The loudest generation
Not politically. Just… literally.
If I’m being honest, I think all this generational warfare stuff is reductive and stupid. It’s a lazy distraction technique. One which, annoyingly, seems to be working.
Gen Z are entitled because they want a healthy work life! Millennials are entitled because they were given participation prizes! Boomers are entitled because they expect unreasonable tax breaks!
Gen X? Oh right. I forgot about them.
But while all this squabbling is going on, big international corporations keep hoovering up our natural resources, kicking our dogs, pushing our grandmothers in the dirt, and then flipping everyone off.
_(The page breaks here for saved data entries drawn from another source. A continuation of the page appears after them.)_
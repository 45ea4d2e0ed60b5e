use std::fmt;
use std::str::FromStr;

/// A 32-byte double-SHA256-style digest used for transaction ids, block
/// hashes, privacy serials/pubcoins and accumulator checkpoint entries.
#[derive(Clone, Copy, PartialEq, Eq, PartialOrd, Ord, Hash, Default, serde::Serialize, serde::Deserialize)]
pub struct Hash256(pub [u8; 32]);

impl Hash256 {
    pub const fn zero() -> Self {
        Hash256([0u8; 32])
    }

    pub fn is_zero(&self) -> bool {
        self.0 == [0u8; 32]
    }

    pub fn as_bytes(&self) -> &[u8; 32] {
        &self.0
    }

    /// Byte-reversed (little-endian display) copy, matching the convention
    /// used when printing block/transaction hashes.
    pub fn reversed(&self) -> Self {
        let mut out = self.0;
        out.reverse();
        Hash256(out)
    }
}

impl From<[u8; 32]> for Hash256 {
    fn from(bytes: [u8; 32]) -> Self {
        Hash256(bytes)
    }
}

impl AsRef<[u8]> for Hash256 {
    fn as_ref(&self) -> &[u8] {
        &self.0
    }
}

impl fmt::Debug for Hash256 {
    fn fmt(&self, f: &mut fmt::Formatter) -> fmt::Result {
        write!(f, "{}", hex::encode(self.reversed().0))
    }
}

impl fmt::Display for Hash256 {
    fn fmt(&self, f: &mut fmt::Formatter) -> fmt::Result {
        write!(f, "{}", hex::encode(self.reversed().0))
    }
}

#[derive(Debug)]
pub struct Hash256ParseError;

impl FromStr for Hash256 {
    type Err = Hash256ParseError;

    fn from_str(s: &str) -> Result<Self, Self::Err> {
        let bytes = hex::decode(s).map_err(|_| Hash256ParseError)?;
        if bytes.len() != 32 {
            return Err(Hash256ParseError);
        }
        let mut out = [0u8; 32];
        out.copy_from_slice(&bytes);
        out.reverse();
        Ok(Hash256(out))
    }
}

/// A 20-byte digest used for address/script hashes (RIPEMD160(SHA256(x))).
#[derive(Clone, Copy, PartialEq, Eq, PartialOrd, Ord, Hash, Default)]
pub struct Hash160(pub [u8; 20]);

impl From<[u8; 20]> for Hash160 {
    fn from(bytes: [u8; 20]) -> Self {
        Hash160(bytes)
    }
}

impl AsRef<[u8]> for Hash160 {
    fn as_ref(&self) -> &[u8] {
        &self.0
    }
}

impl fmt::Debug for Hash160 {
    fn fmt(&self, f: &mut fmt::Formatter) -> fmt::Result {
        write!(f, "{}", hex::encode(self.0))
    }
}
Really, we should start paying attention to that. Yes, yes. Myself included. But it’s all a bit complicated, isn’t it? Perhaps I could muster up thoughts on fairer taxation on multinational companies. Do some research. Write some stuff. But goodness that sounds like a lot of work.
And we don’t like hard work, Millennials. It really was all those participation prizes. It spoiled us like fruit left in a hot car.
So this week, instead of writing about anything important or meaningful, I’m going to start a pointless fight with baby boomers. I shan’t apologise. By subscribing to this newsletter, you’ve enabled me. And this week I’m irritated by baby boomer phone etiquette.
As someone currently living in Bowral, I’ve become an expert on this topic. Baby Boomers seem to outnumber the rest of us ten to one here. At this point they should just fence off the Southern Highlands and make it a free-range retirement village.
Of course this isn’t a problem in a general sense. But it does mean I can’t get on a train, sit in a cinema, or eat a meal without witnessing some appalling phone manners.
Just this weekend I was enjoying a quiet, contemplative coffee, when three people sat down at the table next to me. I quickly surmised this group of friends, all roughly in their 70s, were having their weekly catch-up.
It was a subdued affair, until one of them got a phone call. Only it wasn’t a phone call. It was a FaceTime call. Which means the entire shop was included in the conversation.
“Mary, I just wanted to know the name of the hotel we’re supposed to be booking today?” The person asked, her voice distorting through the speakers.
“Wait I can’t hear you,” Mary said, fumbling with the buttons on the side of the phone. “Say that again.”
“WHAT’S THE NAME OF THE HOTEL WE’VE BOOKED AGAIN?” the caller repeated. She wasn’t shouting. Mary had just found the volume button.
“OH IT’S THE MANTRA,” Mary did shout.
“AH, THAT’S RIGHT,” the caller replied, her voice bouncing off the walls. “I HAD FORGOTTEN.”
Mary’s arms had grown tired at this point, so she put the phone on the table and hunched over its screen. Her friend, unperturbed by the fact she was talking to the underside of Mary’s chin, continued the conversation.
They talked for quite some time. About discounts, Mantra memberships, and booking dates. None of these things required a face-to-face interaction. I snuck a look at Mary’s coffee companions, expecting them to be embarrassed. Neither were concerned, because they’d retreated into their own phones.
When the call wrapped up I expected some peace.
That was not the case.
What followed was a show-and-tell session of videos played at full volume. A cat swiping a glass off the table! A tour of their new car! THEIR GRANDKID PRACTISING THE TRUMPET FOR WHAT SEEMED LIKE A VERY LONG TIME.
I finished my coffee and left.
This scene has played out more times than I can count. But why? Why are so many boomers incapable of using phones like a normal person? How can they be so oblivious to obvious good manners?
But I have a solution. One that I’m sure will please everyone.
Free headphones!
Free headphones and a lesson on how (and why) you should use them to every person over the age of 60.
The world still won’t be perfect. But at least it will be a little quieter.